Begin at the top of the records and copy each line exactly. The line containing "let _guard = match" is the last one to include.

───── Data

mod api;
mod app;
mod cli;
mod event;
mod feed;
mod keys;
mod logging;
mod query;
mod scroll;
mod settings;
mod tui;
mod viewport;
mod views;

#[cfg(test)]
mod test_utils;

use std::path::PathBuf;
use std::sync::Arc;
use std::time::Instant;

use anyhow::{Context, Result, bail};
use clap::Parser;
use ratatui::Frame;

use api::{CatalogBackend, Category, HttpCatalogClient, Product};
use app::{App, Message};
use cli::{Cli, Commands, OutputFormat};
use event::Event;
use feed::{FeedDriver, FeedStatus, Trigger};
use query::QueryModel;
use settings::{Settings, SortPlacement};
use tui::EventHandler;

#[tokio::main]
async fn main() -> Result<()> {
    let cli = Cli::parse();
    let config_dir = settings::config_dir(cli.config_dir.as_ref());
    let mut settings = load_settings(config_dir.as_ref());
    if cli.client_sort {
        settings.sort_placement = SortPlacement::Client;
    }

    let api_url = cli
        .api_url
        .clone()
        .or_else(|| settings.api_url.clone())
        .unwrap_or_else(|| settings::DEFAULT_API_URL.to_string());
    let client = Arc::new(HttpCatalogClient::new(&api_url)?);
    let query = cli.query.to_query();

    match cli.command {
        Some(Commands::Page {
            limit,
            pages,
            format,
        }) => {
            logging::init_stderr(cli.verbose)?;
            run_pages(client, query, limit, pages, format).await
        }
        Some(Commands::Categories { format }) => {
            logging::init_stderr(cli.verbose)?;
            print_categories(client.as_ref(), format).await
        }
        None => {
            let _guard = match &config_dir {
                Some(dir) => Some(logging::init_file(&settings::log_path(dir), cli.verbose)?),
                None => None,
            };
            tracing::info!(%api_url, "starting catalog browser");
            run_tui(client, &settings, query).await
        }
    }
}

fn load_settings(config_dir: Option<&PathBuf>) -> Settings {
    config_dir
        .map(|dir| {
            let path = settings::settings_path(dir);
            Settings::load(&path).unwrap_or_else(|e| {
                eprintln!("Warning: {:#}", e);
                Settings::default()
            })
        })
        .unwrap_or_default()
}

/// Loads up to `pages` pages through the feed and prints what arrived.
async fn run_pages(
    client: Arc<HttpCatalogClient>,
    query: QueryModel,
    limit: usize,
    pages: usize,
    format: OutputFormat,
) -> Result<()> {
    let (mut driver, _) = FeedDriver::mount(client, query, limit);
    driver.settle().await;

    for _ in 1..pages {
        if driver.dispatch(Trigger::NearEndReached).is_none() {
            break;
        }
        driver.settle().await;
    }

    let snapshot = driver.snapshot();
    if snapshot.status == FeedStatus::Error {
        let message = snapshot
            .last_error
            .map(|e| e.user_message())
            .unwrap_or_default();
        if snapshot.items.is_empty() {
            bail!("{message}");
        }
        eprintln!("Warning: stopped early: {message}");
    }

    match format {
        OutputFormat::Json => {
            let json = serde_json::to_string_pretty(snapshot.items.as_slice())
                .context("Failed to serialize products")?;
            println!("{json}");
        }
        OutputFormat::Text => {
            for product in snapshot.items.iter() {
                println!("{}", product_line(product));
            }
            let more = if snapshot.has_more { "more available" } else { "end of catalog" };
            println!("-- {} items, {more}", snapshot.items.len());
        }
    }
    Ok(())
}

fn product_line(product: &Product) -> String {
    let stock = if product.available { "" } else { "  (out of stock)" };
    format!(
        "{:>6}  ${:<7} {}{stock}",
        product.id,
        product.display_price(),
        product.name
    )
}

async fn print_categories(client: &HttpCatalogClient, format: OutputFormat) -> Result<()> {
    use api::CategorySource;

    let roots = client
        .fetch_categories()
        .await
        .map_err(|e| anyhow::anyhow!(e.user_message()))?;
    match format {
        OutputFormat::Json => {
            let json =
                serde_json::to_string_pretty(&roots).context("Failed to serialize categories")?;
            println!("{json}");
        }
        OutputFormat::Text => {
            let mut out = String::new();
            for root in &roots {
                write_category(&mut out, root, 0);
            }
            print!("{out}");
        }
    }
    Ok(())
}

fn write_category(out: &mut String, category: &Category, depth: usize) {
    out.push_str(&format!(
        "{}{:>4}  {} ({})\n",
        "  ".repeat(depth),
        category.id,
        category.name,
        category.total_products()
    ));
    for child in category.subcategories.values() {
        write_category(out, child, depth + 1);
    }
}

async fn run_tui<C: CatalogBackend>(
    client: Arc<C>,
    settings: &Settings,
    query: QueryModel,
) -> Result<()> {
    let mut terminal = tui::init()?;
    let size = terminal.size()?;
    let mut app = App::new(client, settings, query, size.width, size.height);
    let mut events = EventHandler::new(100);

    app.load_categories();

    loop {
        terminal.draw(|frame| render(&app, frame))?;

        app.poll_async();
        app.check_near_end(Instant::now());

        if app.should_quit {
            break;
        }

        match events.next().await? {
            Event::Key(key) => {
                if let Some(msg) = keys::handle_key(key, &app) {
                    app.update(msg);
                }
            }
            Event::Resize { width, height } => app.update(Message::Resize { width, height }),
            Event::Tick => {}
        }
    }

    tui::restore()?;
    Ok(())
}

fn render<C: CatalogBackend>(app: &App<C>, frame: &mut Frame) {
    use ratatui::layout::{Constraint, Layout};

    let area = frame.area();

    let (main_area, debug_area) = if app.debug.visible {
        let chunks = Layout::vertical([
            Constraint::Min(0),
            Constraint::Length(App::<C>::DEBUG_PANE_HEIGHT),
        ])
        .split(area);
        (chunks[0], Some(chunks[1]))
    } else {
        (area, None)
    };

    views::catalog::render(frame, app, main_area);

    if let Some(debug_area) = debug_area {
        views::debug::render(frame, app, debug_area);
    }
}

──────────

Written answer
mod api;
mod app;
mod cli;
mod event;
mod feed;
mod keys;
mod logging;
mod query;
mod scroll;
mod settings;
mod tui;
mod viewport;
mod views;

#[cfg(test)]
mod test_utils;

use std::path::PathBuf;
use std::sync::Arc;
use std::time::Instant;

use anyhow::{Context, Result, bail};
use clap::Parser;
use ratatui::Frame;

use api::{CatalogBackend, Category, HttpCatalogClient, Product};
use app::{App, Message};
use cli::{Cli, Commands, OutputFormat};
use event::Event;
use feed::{FeedDriver, FeedStatus, Trigger};
use query::QueryModel;
use settings::{Settings, SortPlacement};
use tui::EventHandler;

#[tokio::main]
async fn main() -> Result<()> {
    let cli = Cli::parse();
    let config_dir = settings::config_dir(cli.config_dir.as_ref());
    let mut settings = load_settings(config_dir.as_ref());
    if cli.client_sort {
        settings.sort_placement = SortPlacement::Client;
    }

    let api_url = cli
        .api_url
        .clone()
        .or_else(|| settings.api_url.clone())
        .unwrap_or_else(|| settings::DEFAULT_API_URL.to_string());
    let client = Arc::new(HttpCatalogClient::new(&api_url)?);
    let query = cli.query.to_query();

    match cli.command {
        Some(Commands::Page {
            limit,
            pages,
            format,
        }) => {
            logging::init_stderr(cli.verbose)?;
            run_pages(client, query, limit, pages, format).await
        }
        Some(Commands::Categories { format }) => {
            logging::init_stderr(cli.verbose)?;
            print_categories(client.as_ref(), format).await
        }
        None => {
            let _guard = match &config_dir {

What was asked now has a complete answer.